But she can't, of course.
- it doesn't work like that.
...
They stood on the deck of the boat, once, the wind whipping around them. She reached out, took his hand, the gold bands caught the light.
He looked at her, like he always did, like he loved her. She smiled back at him.
She had forgotten about that moment. It didn't seem that important, at the time.
(now it's all she can think about)
...
She never got to say goodbye.
He just said, 'see you later', or whatever, and she believed him.
Neither of them knew, of course. If she had, she wouldn't have let him go, she would have held onto him like he was everything.
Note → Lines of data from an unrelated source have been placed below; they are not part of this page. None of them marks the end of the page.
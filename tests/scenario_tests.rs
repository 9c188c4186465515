//! End-to-end scenarios driving the nested toggle machine.

mod common;

use common::{actions, toggle_machine, Trace};
use statecraft::{
    ActionRegistry, Interpreter, MachineConfig, MachineError, MemoryStore, StateNode, Status,
    Store,
};
use std::sync::{Arc, Mutex};

fn machine(config: &MachineConfig) -> Interpreter<Trace> {
    Interpreter::from_config(config, Trace::default(), &actions()).unwrap()
}

fn dotted(machine: &Interpreter<Trace>) -> String {
    machine.state().map(|v| v.as_dotted()).unwrap_or_default()
}

#[test]
fn flat_substates_follow_next_toggle_next() {
    let leaf = |id: &str| StateNode::builder(id).entry("count").build().unwrap();
    let root = StateNode::builder("machine")
        .initial("inactive")
        .state(
            StateNode::builder("inactive")
                .entry("count")
                .on("NEXT", "substateA")
                .build()
                .unwrap(),
        )
        .state(leaf("active"))
        .state(
            StateNode::builder("substateA")
                .initial("substateA1")
                .entry("count")
                .on("NEXT", "inactive")
                .state(
                    StateNode::builder("substateA1")
                        .entry("count")
                        .on("TOGGLE", "substateA2")
                        .build()
                        .unwrap(),
                )
                .state(
                    StateNode::builder("substateA2")
                        .entry("count")
                        .on("TOGGLE", "substateA1")
                        .build()
                        .unwrap(),
                )
                .build()
                .unwrap(),
        )
        .build()
        .unwrap();

    let mut machine = Interpreter::builder(root, MemoryStore::new())
        .action("count", |scope| {
            let count: u32 = scope.context().get("my_key", 0);
            scope.context().set("my_key", count + 1);
        })
        .build()
        .unwrap();

    assert_eq!(machine.start().unwrap().as_dotted(), "inactive");
    assert_eq!(machine.send("NEXT").unwrap().as_dotted(), "substateA.substateA1");
    assert_eq!(machine.send("TOGGLE").unwrap().as_dotted(), "substateA.substateA2");
    assert_eq!(machine.send("NEXT").unwrap().as_dotted(), "inactive");

    // inactive, substateA + substateA1, substateA2, inactive
    assert_eq!(machine.context().get("my_key", 0u32), 5);
}

#[test]
fn default_start_runs_through_nested_defaults() {
    let mut machine = machine(&toggle_machine());

    machine.start().unwrap();
    assert_eq!(dotted(&machine), "inactive");

    machine.send("NEXT").unwrap();
    assert_eq!(dotted(&machine), "substateA.substateA1");

    machine.send("TOGGLE").unwrap();
    assert_eq!(dotted(&machine), "substateA.substateA2.substateA21");

    machine.send("NEXT").unwrap();
    assert_eq!(dotted(&machine), "inactive");

    assert_eq!(machine.context().entries(), 6);
    assert_eq!(
        machine.context().exited(),
        vec![
            "inactive",
            "substateA.substateA1",
            "substateA.substateA2.substateA21",
            "substateA.substateA2",
            "substateA",
        ]
    );
}

#[test]
fn start_path_overrides_default_but_keeps_defaults_below_it() {
    let config = toggle_machine().with_start_path("substateA.substateA2");
    let mut machine = machine(&config);

    let value = machine.start().unwrap();
    assert_eq!(value.as_dotted(), "substateA.substateA2.substateA21");
    assert_eq!(
        machine.context().entered(),
        vec![
            "substateA",
            "substateA.substateA2",
            "substateA.substateA2.substateA21",
        ]
    );
}

#[test]
fn deep_start_path_replays_the_demo_run() {
    let config = toggle_machine().with_start_path("substateA.substateA2.substateA22.substateA222");
    let mut machine = machine(&config);

    let seen = Arc::new(Mutex::new(Vec::new()));
    let sink = Arc::clone(&seen);
    machine.on_transition(move |value, event| {
        sink.lock().unwrap().push(format!("{event} -> {value}"));
    });

    machine.start().unwrap();
    machine.send("NEXT").unwrap();
    machine.send("TOGGLE").unwrap();
    machine.send("NEXT").unwrap();

    let deep = "substateA.substateA2.substateA22.substateA222";
    assert_eq!(dotted(&machine), deep);
    assert_eq!(
        *seen.lock().unwrap(),
        vec![
            format!("init -> {deep}"),
            "NEXT -> inactive".to_string(),
            "TOGGLE -> active".to_string(),
            format!("NEXT -> {deep}"),
        ]
    );
    assert_eq!(machine.context().entries(), 10);
    assert_eq!(
        machine.context().log[4..9],
        [
            "exit substateA.substateA2.substateA22.substateA222",
            "exit substateA.substateA2.substateA22",
            "exit substateA.substateA2",
            "exit substateA",
            "entry inactive",
        ]
    );
}

#[test]
fn counter_matches_entries_for_single_state_transitions() {
    let mut machine = machine(&toggle_machine());
    machine.start().unwrap();

    let transitions = 7;
    for _ in 0..transitions {
        machine.send("TOGGLE").unwrap();
    }

    assert_eq!(machine.context().entries(), transitions + 1);
    assert_eq!(dotted(&machine), "active");
}

#[test]
fn self_transition_exits_and_reenters_the_leaf() {
    let config = toggle_machine().with_start_path("substateA.substateA2.substateA21");
    let mut machine = machine(&config);
    let before = machine.start().unwrap();
    let entries = machine.context().entries();

    let after = machine.send("TOGGLE").unwrap();
    assert_eq!(after, before);
    assert_eq!(machine.context().entries(), entries + 1);
    assert_eq!(
        machine.context().log[machine.context().log.len() - 2..],
        [
            "exit substateA.substateA2.substateA21",
            "entry substateA.substateA2.substateA21",
        ]
    );

    let history = machine.history().unwrap();
    assert_eq!(history.value, before);
    assert_eq!(history.event, "TOGGLE");
}

#[test]
fn innermost_handler_wins_over_ancestors() {
    let config = toggle_machine().with_start_path("substateA.substateA2.substateA22.substateA221");
    let mut machine = machine(&config);
    machine.start().unwrap();

    // substateA221 handles TOGGLE before substateA22, substateA2 or substateA
    let value = machine.send("TOGGLE").unwrap();
    assert_eq!(value.as_dotted(), "substateA.substateA2.substateA22.substateA222");
    assert!(machine.matches("substateA.substateA2"));
}

#[test]
fn unhandled_event_leaves_machine_untouched() {
    let mut machine = machine(&toggle_machine());
    machine.start().unwrap();

    let calls = Arc::new(Mutex::new(0));
    let counter = Arc::clone(&calls);
    machine.on_transition(move |_, _| *counter.lock().unwrap() += 1);

    let err = machine.send("UNKNOWN").unwrap_err();
    assert_eq!(
        err,
        MachineError::NoMatchingTransition {
            event: "UNKNOWN".to_string(),
            state: "inactive".to_string(),
        }
    );
    assert!(err.is_recoverable());
    assert_eq!(dotted(&machine), "inactive");
    assert_eq!(machine.context().entries(), 1);
    assert!(machine.history().is_none());
    assert_eq!(*calls.lock().unwrap(), 0);
}

#[test]
fn next_events_include_ancestor_handlers() {
    let config = toggle_machine().with_start_path("substateA.substateA1");
    let mut machine = machine(&config);
    machine.start().unwrap();

    assert_eq!(machine.next_events(), vec!["NEXT", "TOGGLE"]);
    assert!(machine.can("NEXT"));
    assert!(!machine.can("RESET"));
}

#[test]
fn stop_then_restart_reenters_initial_configuration() {
    let mut machine = machine(&toggle_machine());
    machine.start().unwrap();
    machine.send("NEXT").unwrap();

    machine.stop();
    assert_eq!(machine.status(), Status::Stopped);
    assert_eq!(dotted(&machine), "substateA.substateA1");
    assert_eq!(machine.send("TOGGLE"), Err(MachineError::NotRunning));

    assert_eq!(machine.start().unwrap().as_dotted(), "inactive");
    assert!(machine.history().is_none());
    assert_eq!(machine.start(), Err(MachineError::AlreadyRunning));
}

#[test]
fn missing_action_is_reported_before_start() {
    let only_entry = ActionRegistry::<Trace>::new().register("entry", |_| {});
    let err = Interpreter::from_config(&toggle_machine(), Trace::default(), &only_entry).unwrap_err();

    assert!(!err.errors().is_empty());
    assert!(err
        .errors()
        .iter()
        .all(|e| matches!(e, MachineError::UnknownAction { action, .. } if action == "exit")));
}

#[test]
fn unknown_start_path_is_rejected() {
    let config = toggle_machine().with_start_path("substateA.substateA9");
    let err = Interpreter::from_config(&config, Trace::default(), &actions()).unwrap_err();
    assert_eq!(
        err,
        MachineError::UnknownState {
            path: "substateA.substateA9".to_string()
        }
    );
}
-which he always was, after all
but she's not all-seeing, she can't read the future
so she let him go
...
She never got to say goodbye.
...
Her children (their children) are going to grow up without a daddy. They're going to see pictures and they're going to ask – who's that? – and it's going to kill her inside, because he was such a good man, such a brilliant man and they'll never get to know him.
And he'll never know them. He'll never get to walk Zola down the aisle or watch Bailey's high school graduation, or see how their little boy grows up to break heart just like he did.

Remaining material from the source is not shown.